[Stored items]
□ □ □ □

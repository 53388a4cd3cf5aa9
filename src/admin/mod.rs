use crate::state::AppState;
use axum::Router;

mod dto;
pub mod handlers;
pub mod repo;
pub mod repo_types;
pub mod services;

pub fn router() -> Router<AppState> {
    handlers::admin_routes()
}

□ □ □ □

# [Task objective]
Your answer must be an exact copy of all the entries.

# [Task output]
repository 53388a4cd3cf5aa9
filename src/admin/mod.rs
use crate::state::AppState;
use axum::Router;

mod dto;
pub mod handlers;
pub mod repo;
pub mod repo_types;
pub mod services;

pub fn router() -> Router<AppState> {
    handlers::admin_routes()
}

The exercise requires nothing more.